Psycho-Social Development

There are five recognized psychosocial issues that teenagers deal with. These include:

·                     Establishing an identity, one of the most important tasks of adolescents. The question of "who am I" is not one that teenagers think about at a conscious level. Teenagers begin to integrate the opinions of influential others (e.g. parents, other caring adults, friends, etc.) into their own likes and dislikes. The eventual outcome is people who have a clear sense of their values and beliefs, career goals, and relationship expectations. People with secure identities know where they fit (or where they don't want to fit) in their world.
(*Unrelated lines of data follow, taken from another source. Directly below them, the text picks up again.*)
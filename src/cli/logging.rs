use tracing_subscriber::EnvFilter;

/// Initialize structured logging with tracing-subscriber.
///
/// Uses the `RUST_LOG` env var if set, otherwise falls back to the provided
/// level. Logs go to stderr so baked output on stdout stays clean.
pub fn init(log_level: &str) {
    let env_filter =
        EnvFilter::try_from_default_env().unwrap_or_else(|_| EnvFilter::new(log_level));

    tracing_subscriber::fmt()
        .with_env_filter(env_filter)
        .with_target(false)
        .with_writer(std::io::stderr)
        .init();
}
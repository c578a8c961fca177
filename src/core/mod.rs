//! Engine core — dishes, recipes, resolution, flow control, execution.

pub mod dish;
pub mod errors;
pub mod executor;
pub mod flow;
pub mod parser;
pub mod recipe;
pub mod resolver;
pub mod types;
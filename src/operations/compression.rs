//! Gzip compression via flate2.

use super::{ArgSpec, Args, Contract, RunContext};
use crate::core::errors::OperationError;
use crate::core::types::{DishType, DishValue};
use flate2::read::GzDecoder;
use flate2::write::GzEncoder;
use flate2::Compression;
use std::io::{Read, Write};

pub fn contracts() -> Vec<Contract> {
    vec![
        Contract::sync("Gzip", DishType::ArrayBuffer, DishType::ArrayBuffer, gzip)
            .describe("Compress the input with gzip")
            .arg(ArgSpec::number("Level", 6.0).min(0.0).max(9.0)),
        Contract::sync("Gunzip", DishType::ArrayBuffer, DishType::ArrayBuffer, gunzip)
            .describe("Decompress gzip data"),
    ]
}

fn bytes_of(input: DishValue) -> Result<Vec<u8>, OperationError> {
    match input {
        DishValue::ArrayBuffer(b) => Ok(b),
        other => Err(OperationError::new(format!("expected an ArrayBuffer, got {}", other.dish_type()))),
    }
}

fn gzip(input: DishValue, args: &Args, _ctx: &RunContext) -> Result<DishValue, OperationError> {
    let data = bytes_of(input)?;
    let level = u32::try_from(args.integer(0)?)
        .map_err(|_| OperationError::invalid_argument(0, "level must be 0-9"))?;
    let mut encoder = GzEncoder::new(Vec::new(), Compression::new(level.min(9)));
    encoder
        .write_all(&data)
        .map_err(|e| OperationError::new(format!("gzip failed: {}", e)))?;
    encoder
        .finish()
        .map(DishValue::ArrayBuffer)
        .map_err(|e| OperationError::new(format!("gzip failed: {}", e)))
}

fn gunzip(input: DishValue, _args: &Args, _ctx: &RunContext) -> Result<DishValue, OperationError> {
    let data = bytes_of(input)?;
    let mut out = Vec::new();
    GzDecoder::new(data.as_slice())
        .read_to_end(&mut out)
        .map_err(|e| OperationError::new(format!("gunzip failed: {}", e)))?;
    Ok(DishValue::ArrayBuffer(out))
}
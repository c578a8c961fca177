//! GL-001: Shared types — dish tags and values, hosts, run results, trace events.
//!
//! Everything that crosses a module boundary lives here. Recipe step types
//! live in [`super::recipe`].

use num_bigint::BigInt;
use serde::ser::SerializeMap;
use serde::{Deserialize, Serialize, Serializer};
use std::fmt;
use std::str::FromStr;
use std::time::Duration;

// ============================================================================
// Dish types
// ============================================================================

/// The closed set of representations a dish can hold.
#[derive(Debug, Clone, Copy, PartialEq, Eq, Hash, Serialize, Deserialize)]
pub enum DishType {
    #[serde(rename = "byteArray")]
    ByteArray,
    #[serde(rename = "string")]
    String,
    #[serde(rename = "number")]
    Number,
    #[serde(rename = "ArrayBuffer")]
    ArrayBuffer,
    #[serde(rename = "BigNumber")]
    BigNumber,
    #[serde(rename = "JSON")]
    Json,
    #[serde(rename = "File")]
    File,
    #[serde(rename = "List<File>")]
    ListOfFile,
    #[serde(rename = "html")]
    Html,
}

impl DishType {
    pub const ALL: [DishType; 9] = [
        Self::ByteArray,
        Self::String,
        Self::Number,
        Self::ArrayBuffer,
        Self::BigNumber,
        Self::Json,
        Self::File,
        Self::ListOfFile,
        Self::Html,
    ];

    /// Stable display name, also accepted by [`FromStr`].
    pub fn as_str(&self) -> &'static str {
        match self {
            Self::ByteArray => "byteArray",
            Self::String => "string",
            Self::Number => "number",
            Self::ArrayBuffer => "ArrayBuffer",
            Self::BigNumber => "BigNumber",
            Self::Json => "JSON",
            Self::File => "File",
            Self::ListOfFile => "List<File>",
            Self::Html => "html",
        }
    }
}

impl fmt::Display for DishType {
    fn fmt(&self, f: &mut fmt::Formatter<'_>) -> fmt::Result {
        write!(f, "{}", self.as_str())
    }
}

impl FromStr for DishType {
    type Err = String;

    fn from_str(s: &str) -> Result<Self, Self::Err> {
        let wanted = s.trim().to_ascii_lowercase();
        let alias = match wanted.as_str() {
            "bytes" | "byte-array" => "bytearray",
            "text" => "string",
            "bignum" => "bignumber",
            "listoffile" | "files" => "list<file>",
            other => other,
        };
        Self::ALL
            .iter()
            .find(|t| t.as_str().to_ascii_lowercase() == alias)
            .copied()
            .ok_or_else(|| format!("unknown dish type '{}'", s))
    }
}

/// A file carried through a recipe: payload plus metadata.
#[derive(Debug, Clone, PartialEq, Eq)]
pub struct DishFile {
    pub name: String,
    /// Milliseconds since the Unix epoch.
    pub last_modified: i64,
    pub media_type: String,
    pub data: Vec<u8>,
}

impl DishFile {
    pub fn new(name: impl Into<String>, data: Vec<u8>) -> Self {
        Self {
            name: name.into(),
            last_modified: now_millis(),
            media_type: "application/octet-stream".to_string(),
            data,
        }
    }

    pub fn to_json(&self) -> serde_json::Value {
        serde_json::json!({
            "name": self.name,
            "lastModified": self.last_modified,
            "type": self.media_type,
            "data": self.data,
        })
    }
}

/// A value of exactly one dish type.
#[derive(Debug, Clone, PartialEq)]
pub enum DishValue {
    ByteArray(Vec<u8>),
    String(String),
    Number(f64),
    ArrayBuffer(Vec<u8>),
    BigNumber(BigInt),
    Json(serde_json::Value),
    File(DishFile),
    ListOfFile(Vec<DishFile>),
    Html(String),
}

impl DishValue {
    pub fn dish_type(&self) -> DishType {
        match self {
            Self::ByteArray(_) => DishType::ByteArray,
            Self::String(_) => DishType::String,
            Self::Number(_) => DishType::Number,
            Self::ArrayBuffer(_) => DishType::ArrayBuffer,
            Self::BigNumber(_) => DishType::BigNumber,
            Self::Json(_) => DishType::Json,
            Self::File(_) => DishType::File,
            Self::ListOfFile(_) => DishType::ListOfFile,
            Self::Html(_) => DishType::Html,
        }
    }

    /// JSON rendering used by the run result surface.
    ///
    /// Byte types become arrays of integers and files become file-shaped
    /// objects, so feeding the result back through `Dish::from_raw` infers
    /// the same family of type.
    pub fn to_json(&self) -> serde_json::Value {
        match self {
            Self::ByteArray(b) | Self::ArrayBuffer(b) => serde_json::json!(b),
            Self::String(s) | Self::Html(s) => serde_json::Value::String(s.clone()),
            Self::Number(n) => serde_json::Number::from_f64(*n)
                .map(serde_json::Value::Number)
                .unwrap_or_else(|| serde_json::Value::String(format_number(*n))),
            Self::BigNumber(n) => serde_json::Value::String(n.to_string()),
            Self::Json(v) => v.clone(),
            Self::File(f) => f.to_json(),
            Self::ListOfFile(files) => {
                serde_json::Value::Array(files.iter().map(DishFile::to_json).collect())
            }
        }
    }

    /// The text, if this value is already textual.
    pub fn as_text(&self) -> Option<&str> {
        match self {
            Self::String(s) | Self::Html(s) => Some(s),
            _ => None,
        }
    }
}

/// Render a number the way recipe output expects: `3` rather than `3.0`.
pub fn format_number(n: f64) -> String {
    if n.is_nan() {
        "NaN".to_string()
    } else if n.is_infinite() {
        let sign = if n > 0.0 { "" } else { "-" };
        format!("{}Infinity", sign)
    } else {
        n.to_string()
    }
}

/// Milliseconds since the Unix epoch.
pub fn now_millis() -> i64 {
    use std::time::{SystemTime, UNIX_EPOCH};
    SystemTime::now()
        .duration_since(UNIX_EPOCH)
        .map(|d| d.as_millis() as i64)
        .unwrap_or_default()
}

// ============================================================================
// Hosts
// ============================================================================

/// The environment a run executes in. Operations may be excluded from a host.
#[derive(Debug, Clone, Copy, Default, PartialEq, Eq, Hash, Serialize, Deserialize)]
#[serde(rename_all = "snake_case")]
pub enum Host {
    Cli,
    #[default]
    Library,
}

impl fmt::Display for Host {
    fn fmt(&self, f: &mut fmt::Formatter<'_>) -> fmt::Result {
        match self {
            Self::Cli => write!(f, "cli"),
            Self::Library => write!(f, "library"),
        }
    }
}

// ============================================================================
// Run results
// ============================================================================

/// Terminal output of a run: a value, or exactly one error message.
#[derive(Debug, Clone, PartialEq)]
pub enum RunResult {
    Value(DishValue),
    Error { display_message: String },
}

impl RunResult {
    pub fn errored(&self) -> bool {
        matches!(self, Self::Error { .. })
    }

    pub fn value(&self) -> Option<&DishValue> {
        match self {
            Self::Value(v) => Some(v),
            Self::Error { .. } => None,
        }
    }

    pub fn error_message(&self) -> Option<&str> {
        match self {
            Self::Value(_) => None,
            Self::Error { display_message } => Some(display_message),
        }
    }
}

impl Serialize for RunResult {
    fn serialize<S: Serializer>(&self, serializer: S) -> Result<S::Ok, S::Error> {
        let mut map = serializer.serialize_map(Some(2))?;
        match self {
            Self::Value(v) => {
                map.serialize_entry("value", &v.to_json())?;
                map.serialize_entry("errored", &false)?;
            }
            Self::Error { display_message } => {
                map.serialize_entry(
                    "error",
                    &serde_json::json!({ "displayMessage": display_message }),
                )?;
                map.serialize_entry("errored", &true)?;
            }
        }
        map.end()
    }
}

/// Why a run stopped.
#[derive(Debug, Clone, Copy, PartialEq, Eq, Serialize, Deserialize)]
#[serde(rename_all = "snake_case")]
pub enum HaltReason {
    Completed,
    Returned,
    Error,
}

impl fmt::Display for HaltReason {
    fn fmt(&self, f: &mut fmt::Formatter<'_>) -> fmt::Result {
        match self {
            Self::Completed => write!(f, "completed"),
            Self::Returned => write!(f, "returned"),
            Self::Error => write!(f, "error"),
        }
    }
}

/// Report of a finished (not cancelled) run.
#[derive(Debug, Clone)]
pub struct Bake {
    pub run_id: String,
    pub result: RunResult,
    pub halt: HaltReason,
    pub steps_executed: u32,
    pub jumps: u32,
    pub duration: Duration,
}

// ============================================================================
// Trace events
// ============================================================================

/// Provenance event for the JSONL run trace.
#[derive(Debug, Clone, Serialize, Deserialize)]
#[serde(tag = "event", rename_all = "snake_case")]
pub enum RunEvent {
    RunStarted {
        run_id: String,
        recipe: String,
        steps: usize,
        recipe_hash: String,
        input_type: DishType,
        input_hash: String,
        galley_version: String,
    },
    StepCompleted {
        run_id: String,
        step: usize,
        op: String,
        output_type: DishType,
        duration_seconds: f64,
        hash: String,
    },
    StepFailed {
        run_id: String,
        step: usize,
        op: String,
        error: String,
        recovered: bool,
    },
    RunCompleted {
        run_id: String,
        halt: HaltReason,
        steps_executed: u32,
        jumps: u32,
        total_seconds: f64,
    },
}

/// Timestamped event wrapper.
#[derive(Debug, Clone, Serialize, Deserialize)]
pub struct TimestampedEvent {
    pub ts: String,
    #[serde(flatten)]
    pub event: RunEvent,
}

// ============================================================================
// Tests
// ============================================================================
·                     Establishing autonomy. Establishing autonomy really means becoming an independent and self-governing person within relationships. Autonomous teenagers have gained the ability to make and follow through with their own decisions, live by their own set of principles of right and wrong, and are less emotionally dependent on parents. Autonomy is a necessary achievement if the teenager is to become self-sufficient in society.
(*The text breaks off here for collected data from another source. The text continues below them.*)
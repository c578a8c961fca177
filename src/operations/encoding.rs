//! Byte ↔ text encodings: Base64 and hex.

use super::{ArgSpec, Args, Contract, RunContext};
use crate::core::errors::OperationError;
use crate::core::recipe::decode_hex;
use crate::core::types::{DishType, DishValue};
use base64::engine::general_purpose::{STANDARD, URL_SAFE_NO_PAD};
use base64::Engine;

const BASE64_ALPHABETS: [&str; 2] = ["A-Za-z0-9+/=", "A-Za-z0-9-_"];
const HEX_DELIMITERS: [&str; 6] = ["Space", "None", "Comma", "Colon", "Line feed", "0x"];

pub fn contracts() -> Vec<Contract> {
    let mut from_hex_delimiters = vec!["Auto"];
    from_hex_delimiters.extend(HEX_DELIMITERS);

    vec![
        Contract::sync("To Base64", DishType::ArrayBuffer, DishType::String, to_base64)
            .describe("Encode bytes as Base64")
            .arg(ArgSpec::option("Alphabet", &BASE64_ALPHABETS)),
        Contract::sync("From Base64", DishType::String, DishType::ArrayBuffer, from_base64)
            .describe("Decode Base64 into bytes")
            .arg(ArgSpec::option("Alphabet", &BASE64_ALPHABETS))
            .arg(ArgSpec::boolean("Remove non-alphabet chars", true)),
        Contract::sync("To Hex", DishType::ArrayBuffer, DishType::String, to_hex)
            .describe("Encode bytes as hexadecimal")
            .arg(ArgSpec::option("Delimiter", &HEX_DELIMITERS)),
        Contract::sync("From Hex", DishType::String, DishType::ArrayBuffer, from_hex)
            .describe("Decode hexadecimal into bytes")
            .arg(ArgSpec::option("Delimiter", &from_hex_delimiters)),
    ]
}

fn bytes_of(input: DishValue) -> Result<Vec<u8>, OperationError> {
    match input {
        DishValue::ArrayBuffer(b) => Ok(b),
        other => Err(OperationError::new(format!("expected an ArrayBuffer, got {}", other.dish_type()))),
    }
}

fn text_of(input: DishValue) -> Result<String, OperationError> {
    match input {
        DishValue::String(s) => Ok(s),
        other => Err(OperationError::new(format!("expected a string, got {}", other.dish_type()))),
    }
}

fn url_safe(alphabet: &str) -> bool {
    alphabet == BASE64_ALPHABETS[1]
}

fn to_base64(input: DishValue, args: &Args, _ctx: &RunContext) -> Result<DishValue, OperationError> {
    let bytes = bytes_of(input)?;
    let encoded = if url_safe(&args.option(0)?) {
        URL_SAFE_NO_PAD.encode(bytes)
    } else {
        STANDARD.encode(bytes)
    };
    Ok(DishValue::String(encoded))
}

fn from_base64(input: DishValue, args: &Args, _ctx: &RunContext) -> Result<DishValue, OperationError> {
    let text = text_of(input)?;
    let url = url_safe(&args.option(0)?);
    let in_alphabet = |c: char| {
        c.is_ascii_alphanumeric() || if url { c == '-' || c == '_' } else { c == '+' || c == '/' }
    };

    let cleaned: String = if args.boolean(1)? {
        text.chars().filter(|&c| in_alphabet(c)).collect()
    } else {
        text.trim_end_matches('=').to_string()
    };
    if let Some(bad) = cleaned.chars().find(|&c| !in_alphabet(c)) {
        return Err(OperationError::new(format!("invalid Base64 character {:?}", bad)));
    }

    // Decode without padding so both padded and unpadded input are accepted.
    let engine = if url {
        URL_SAFE_NO_PAD
    } else {
        base64::engine::general_purpose::STANDARD_NO_PAD
    };
    engine
        .decode(cleaned.as_bytes())
        .map(DishValue::ArrayBuffer)
        .map_err(|e| OperationError::new(format!("invalid Base64: {}", e)))
}

fn to_hex(input: DishValue, args: &Args, _ctx: &RunContext) -> Result<DishValue, OperationError> {
    let bytes = bytes_of(input)?;
    let delimiter = args.option(0)?;
    let pairs = bytes.iter().map(|b| format!("{:02x}", b));
    let out = match delimiter.as_str() {
        "0x" => pairs.map(|p| format!("0x{}", p)).collect::<Vec<_>>().join(""),
        other => pairs.collect::<Vec<_>>().join(delimiter_text(other)),
    };
    Ok(DishValue::String(out))
}

fn from_hex(input: DishValue, args: &Args, _ctx: &RunContext) -> Result<DishValue, OperationError> {
    let text = text_of(input)?;
    let delimiter = args.option(0)?;
    let digits = match delimiter.as_str() {
        "Auto" | "0x" => text.replace("0x", ""),
        other => text.split(delimiter_text(other)).collect(),
    };
    decode_hex(digits.trim())
        .map(DishValue::ArrayBuffer)
        .map_err(OperationError::new)
}

fn delimiter_text(name: &str) -> &'static str {
    match name {
        "Space" => " ",
        "Comma" => ",",
        "Colon" => ":",
        "Line feed" => "\n",
        _ => "",
    }
}

#[cfg(test)]
mod tests {
    use super::*;
    use crate::core::recipe::ArgValue;

    fn args(values: Vec<ArgValue>) -> Args {
        Args::new(values)
    }

    fn ctx() -> RunContext {
        RunContext::default()
    }

    fn buf(bytes: &[u8]) -> DishValue {
        DishValue::ArrayBuffer(bytes.to_vec())
    }

    #[test]
    fn test_gl012_to_base64() {
        let out = to_base64(buf(b"hello"), &args(vec!["A-Za-z0-9+/=".into()]), &ctx()).unwrap();
        assert_eq!(out, DishValue::String("aGVsbG8=".into()));
        let out = to_base64(buf(&[0xfb, 0xff]), &args(vec!["A-Za-z0-9-_".into()]), &ctx()).unwrap();
        assert_eq!(out, DishValue::String("-_8".into()));
    }

    #[test]
    fn test_gl012_from_base64_lenient() {
        let a = args(vec!["A-Za-z0-9+/=".into(), true.into()]);
        let out = from_base64(DishValue::String("aGVs\nbG8=".into()), &a, &ctx()).unwrap();
        assert_eq!(out, buf(b"hello"));
        let out = from_base64(DishValue::String("aGk".into()), &a, &ctx()).unwrap();
        assert_eq!(out, buf(b"hi"));
    }

    #[test]
    fn test_gl012_from_base64_strict() {
        let a = args(vec!["A-Za-z0-9+/=".into(), false.into()]);
        let err = from_base64(DishValue::String("aG!k".into()), &a, &ctx()).unwrap_err();
        assert!(err.to_string().contains("invalid Base64 character"));
        let err = from_base64(DishValue::String("a".into()), &a, &ctx()).unwrap_err();
        assert!(err.to_string().starts_with("invalid Base64"));
    }

    #[test]
    fn test_gl012_to_hex_delimiters() {
        let input = || buf(&[0x0a, 0xff]);
        let hex = |d: &str| to_hex(input(), &args(vec![d.into()]), &ctx()).unwrap();
        assert_eq!(hex("Space"), DishValue::String("0a ff".into()));
        assert_eq!(hex("None"), DishValue::String("0aff".into()));
        assert_eq!(hex("Colon"), DishValue::String("0a:ff".into()));
        assert_eq!(hex("0x"), DishValue::String("0x0a0xff".into()));
    }

    #[test]
    fn test_gl012_from_hex() {
        let auto = args(vec!["Auto".into()]);
        let out = from_hex(DishValue::String("41 42\n43".into()), &auto, &ctx()).unwrap();
        assert_eq!(out, buf(b"ABC"));
        let out = from_hex(DishValue::String("0x410x42".into()), &auto, &ctx()).unwrap();
        assert_eq!(out, buf(b"AB"));
        let colon = args(vec!["Colon".into()]);
        let out = from_hex(DishValue::String("41:42".into()), &colon, &ctx()).unwrap();
        assert_eq!(out, buf(b"AB"));
        let err = from_hex(DishValue::String("zz".into()), &auto, &ctx()).unwrap_err();
        assert!(err.to_string().contains("invalid hex"));
    }

    #[test]
    fn test_gl012_wrong_input_shape() {
        let err = to_hex(DishValue::Number(1.0), &args(vec!["Space".into()]), &ctx()).unwrap_err();
        assert_eq!(err.to_string(), "expected an ArrayBuffer, got number");
    }
}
·                     Establishing intimacy. Many people equate intimacy with sex. Intimacy is usually first learned within the context of same-sex friendships. Intimacy refers to close relationships in which people are open, honest, caring and trusting. Friendships provide the first setting in which young people can practice their social skills with those who are their equals. Teenagers learn how to start, maintain, and end relationships, practice social skills, and become intimate.

·                     Becoming comfortable with one's sexuality. Adolescence is the first time that young people are both physically mature enough to reproduce and cognitively advanced enough to think about it. The teenage years are the prime time for the development of sexuality. How teenagers are educated about and exposed to sexuality will affect whether or not they develop a healthy sexual identity.

·                     Achievement. Because of cognitive advances, the teenage years are a time when young people can begin to see the relationship between their current abilities and plans and their future career goals. They need to find out what their achievement preferences are-what they are currently good at and areas in which they are willing to work for success.

Effects of changes

·                     Teenagers begin to spend more time with their friends than their families. It is within friendship groups that teenagers can develop and practice social skills. Teenagers are quick to point out to each other which behaviour is acceptable and which is not. Even though teenagers are spending more time with their friends, they still tend to conform to parental ideals when it comes to decisions about values, education, and long-term plans.

·                     Teenagers may have more questions about sexuality. They may ask about adults' values and beliefs. They may ask how you knew it was time to have sex or why you waited.

·                     Teenagers may begin to keep a diary. Part of achieving identity is thinking about one's thoughts and feelings. Teenagers often begin writing as a way of working through how they feel.

·                     Teenagers may begin to lock their bedroom doors. Locking doors is a way to establish privacy. As long as they continue to interact with the family, locked doors are usually nothing to worry about.

·                     Teenagers may become involved in multiple hobbies or clubs. In an attempt to find out what they are good at, teenagers may try many activities. Teenagers' interests also change quickly.

·                     Teenagers may become evasive about where they are going or with whom. When asked, teenagers typically reply with "nothing" or "hanging out." When asked whom they'll be with, teenagers reply, "just some friends."

·                     Teenagers may become more argumentative. Teenagers may question adults' values and judgments. When teenagers don't get their way, they may say, "you just don't understand."

·                     Teenagers may not want to be seen with parents in public. They may make parents drop them off a street away from their friends' houses or from school.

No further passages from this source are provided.